James Wysong
"A kaleidoscope of life at 35,000 feet"
James Wysong has written under his own name as well as a pseudonym, A. Frank Steward. He is a flight attendant who has been flying for over 20 years with a major international airline. The author of Flying High With A Frank Steward (2008), Air Travel Tales From the Flight Crew (second edition of his first book), The Plane Truth: Shift Happens at 35,000 Feet (2004) and The Air Traveler's Survival Guide (2001).
James holds a bachelor's degree in computer science from a London university and has had a wide variety of jobs spanning continents: busboy, waiter, bartender, jazz trumpet player, and writer for a newspaper. For more than a decade he has been happily married to Toni, who is also employed by the airlines, starting as a flight attendant and now is a captain. They are the proud parents of two sons, Oliver and Matthew.
James writes an online air travel column and also works as a home inspector. He has been interviewed on "Martha Stewart Living Radio" (May 15, 2008), and has appeared on the Peter Greenburg show.
He has flown over 6 million miles, encountered over half a million passengers, endured over 1,000 different delays and cancellations, argued with over 500 frequent flyers, flown to approximately 100 countries, and probably offended over a dozen cultures.
His hobbies include people watching, traveling, writing, chess, running, and lucid dreaming. He has completed a screenplay about a young man's adventures through lucid dreaming titled Dream Weaver. This unusual man has also been a member of a private jazz band that toured Europe, “playing everything from nightclubs to opening ceremonies, but 75% of our performances were at German beer festivals.”

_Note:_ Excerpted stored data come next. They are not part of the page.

//! Factory and configuration: validates configuration and wires the
//! serializer, L1, and L2 components into a ready [`Cache`].

use crate::cache::Cache;
use crate::error::{CacheError, CacheResult};
use crate::l1::{EvictionPolicy, L1Backend};
use crate::l2::{L2Backend, L2Config, L2Protocol};
use crate::serializer::{Serializer, SerializerRegistry};
use serde::{Deserialize, Serialize};
use std::sync::Arc;
use std::time::Duration;

/// Either a registered serializer name, resolved against the process-wide
/// [`SerializerRegistry`], or a pre-built instance passed straight through.
pub enum SerializerSelection {
    Named(String),
    Instance(Arc<dyn Serializer>),
}

impl From<&str> for SerializerSelection {
    fn from(name: &str) -> Self {
        SerializerSelection::Named(name.to_string())
    }
}

impl From<Arc<dyn Serializer>> for SerializerSelection {
    fn from(instance: Arc<dyn Serializer>) -> Self {
        SerializerSelection::Instance(instance)
    }
}

/// Connectivity and tuning knobs recognized by the factory. All
/// durations are expressed in whole seconds, matching the design's
/// "seconds ≥ 1" constraints and keeping the struct `serde`-friendly without
/// a `Duration` shim.
#[derive(Debug, Clone, Serialize, Deserialize)]
#[serde(rename_all = "snake_case")]
pub struct CacheFactoryConfig {
    pub l2_host: String,
    pub l2_port: u16,
    pub l2_db: i64,
    pub l2_password: Option<String>,
    pub l2_connect_timeout_secs: u64,
    pub l2_socket_timeout_secs: u64,
    /// `"redis"` or `"valkey"`, wire-compatible, distinguished only for
    /// logging and stats.
    pub l2_backend: String,
    /// `"ttl"` or `"lru"`.
    pub l1_backend: String,
    pub circuit_breaker_enabled: bool,
    pub circuit_breaker_threshold: u32,
    pub circuit_breaker_timeout_secs: u64,
}

impl Default for CacheFactoryConfig {
    fn default() -> Self {
        Self {
            l2_host: "127.0.0.1".to_string(),
            l2_port: 6379,
            l2_db: 0,
            l2_password: None,
            l2_connect_timeout_secs: 5,
            l2_socket_timeout_secs: 5,
            l2_backend: "redis".to_string(),
            l1_backend: "lru".to_string(),
            circuit_breaker_enabled: true,
            circuit_breaker_threshold: 5,
            circuit_breaker_timeout_secs: 30,
        }
    }
}

fn parse_l1_backend(name: &str) -> CacheResult<EvictionPolicy> {
    match name {
        "ttl" => Ok(EvictionPolicy::Ttl),
        "lru" => Ok(EvictionPolicy::Lru),
        other => Err(CacheError::Configuration(format!(
            "unknown l1_backend: {other} (expected \"ttl\" or \"lru\")"
        ))),
    }
}

fn parse_l2_backend(name: &str) -> CacheResult<L2Protocol> {
    match name {
        "redis" => Ok(L2Protocol::Redis),
        "valkey" => Ok(L2Protocol::Valkey),
        other => Err(CacheError::Configuration(format!(
            "unknown l2_backend: {other} (expected \"redis\" or \"valkey\")"
        ))),
    }
}

fn resolve_serializer(selection: Option<SerializerSelection>) -> CacheResult<Arc<dyn Serializer>> {
    match selection {
        None => SerializerRegistry::global().get("pickle"),
        Some(SerializerSelection::Named(name)) => SerializerRegistry::global().get(&name),
        Some(SerializerSelection::Instance(instance)) => Ok(instance),
    }
}

/// Validates `config` plus the per-call parameters and builds L1 (if
/// enabled), L2 with its breaker and serializer (if enabled), returning a
/// ready [`Cache`]. All validation failures surface as
/// `CacheError::Configuration`, never a panic.
#[allow(clippy::too_many_arguments)]
pub fn create_cache(
    config: &CacheFactoryConfig,
    l2_key_prefix: &str,
    l2_ttl_secs: Option<u64>,
    l2_enabled: bool,
    l1_enabled: bool,
    l1_maxsize: usize,
    l1_ttl_secs: Option<u64>,
    serializer: Option<SerializerSelection>,
) -> CacheResult<Cache> {
    if !l1_enabled && !l2_enabled {
        return Err(CacheError::Configuration(
            "at least one of l1_enabled or l2_enabled must be true".to_string(),
        ));
    }
    if l1_enabled && l1_maxsize == 0 {
        return Err(CacheError::Configuration(
            "l1_maxsize must be positive".to_string(),
        ));
    }
    if l2_key_prefix.is_empty() {
        return Err(CacheError::Configuration(
            "l2_key_prefix must not be empty".to_string(),
        ));
    }
    if let Some(0) = l1_ttl_secs {
        return Err(CacheError::Configuration(
            "l1_ttl must be a positive number of seconds, or absent".to_string(),
        ));
    }
    if let Some(0) = l2_ttl_secs {
        return Err(CacheError::Configuration(
            "l2_ttl must be a positive number of seconds, or absent".to_string(),
        ));
    }
    if config.circuit_breaker_threshold < 1 {
        return Err(CacheError::Configuration(
            "circuit_breaker_threshold must be >= 1".to_string(),
        ));
    }
    if config.circuit_breaker_timeout_secs < 1 {
        return Err(CacheError::Configuration(
            "circuit_breaker_timeout must be >= 1 second".to_string(),
        ));
    }

    let serializer_instance = resolve_serializer(serializer)?;

    let l1 = if l1_enabled {
        let policy = parse_l1_backend(&config.l1_backend)?;
        Some(L1Backend::new(l1_maxsize, policy))
    } else {
        None
    };

    let l2 = if l2_enabled {
        let protocol = parse_l2_backend(&config.l2_backend)?;
        Some(L2Backend::new(L2Config {
            host: config.l2_host.clone(),
            port: config.l2_port,
            db: config.l2_db,
            password: config.l2_password.clone(),
            connect_timeout: Duration::from_secs(config.l2_connect_timeout_secs),
            socket_timeout: Duration::from_secs(config.l2_socket_timeout_secs),
            protocol,
            key_prefix: l2_key_prefix.to_string(),
            default_ttl: l2_ttl_secs.map(Duration::from_secs),
            breaker_threshold: config.circuit_breaker_threshold,
            breaker_reset_timeout: Duration::from_secs(config.circuit_breaker_timeout_secs),
            breaker_enabled: config.circuit_breaker_enabled,
        })?)
    } else {
        None
    };

    Ok(Cache::new(
        l1,
        l2,
        serializer_instance,
        l1_ttl_secs.map(Duration::from_secs),
    ))
}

Authors who influenced him in his budding writing career include Jack London and Robert Fulghum, who taught him that "you have to live life in order to write about life." His favorite quote is from Jack London: "I would rather be a superb meteor, every atom of me in magnificent glow, than a sleepy and permanent planet. The proper function of man is to live, not to exist. I shall not waste my days in trying to prolong them. I shall use my time."
James loves to make people laugh, as readers of his book know. In fact, his life motto is "He who laughs lasts." He says, "I come from a single-parent home, and when my family would feel down, the stand-up comic in me would be there to lift them up. I carry that onto the airplane, as there has been quite a bit to feel down about these days in the airline business. Without a sense of humor in the travel industry, one won't last long."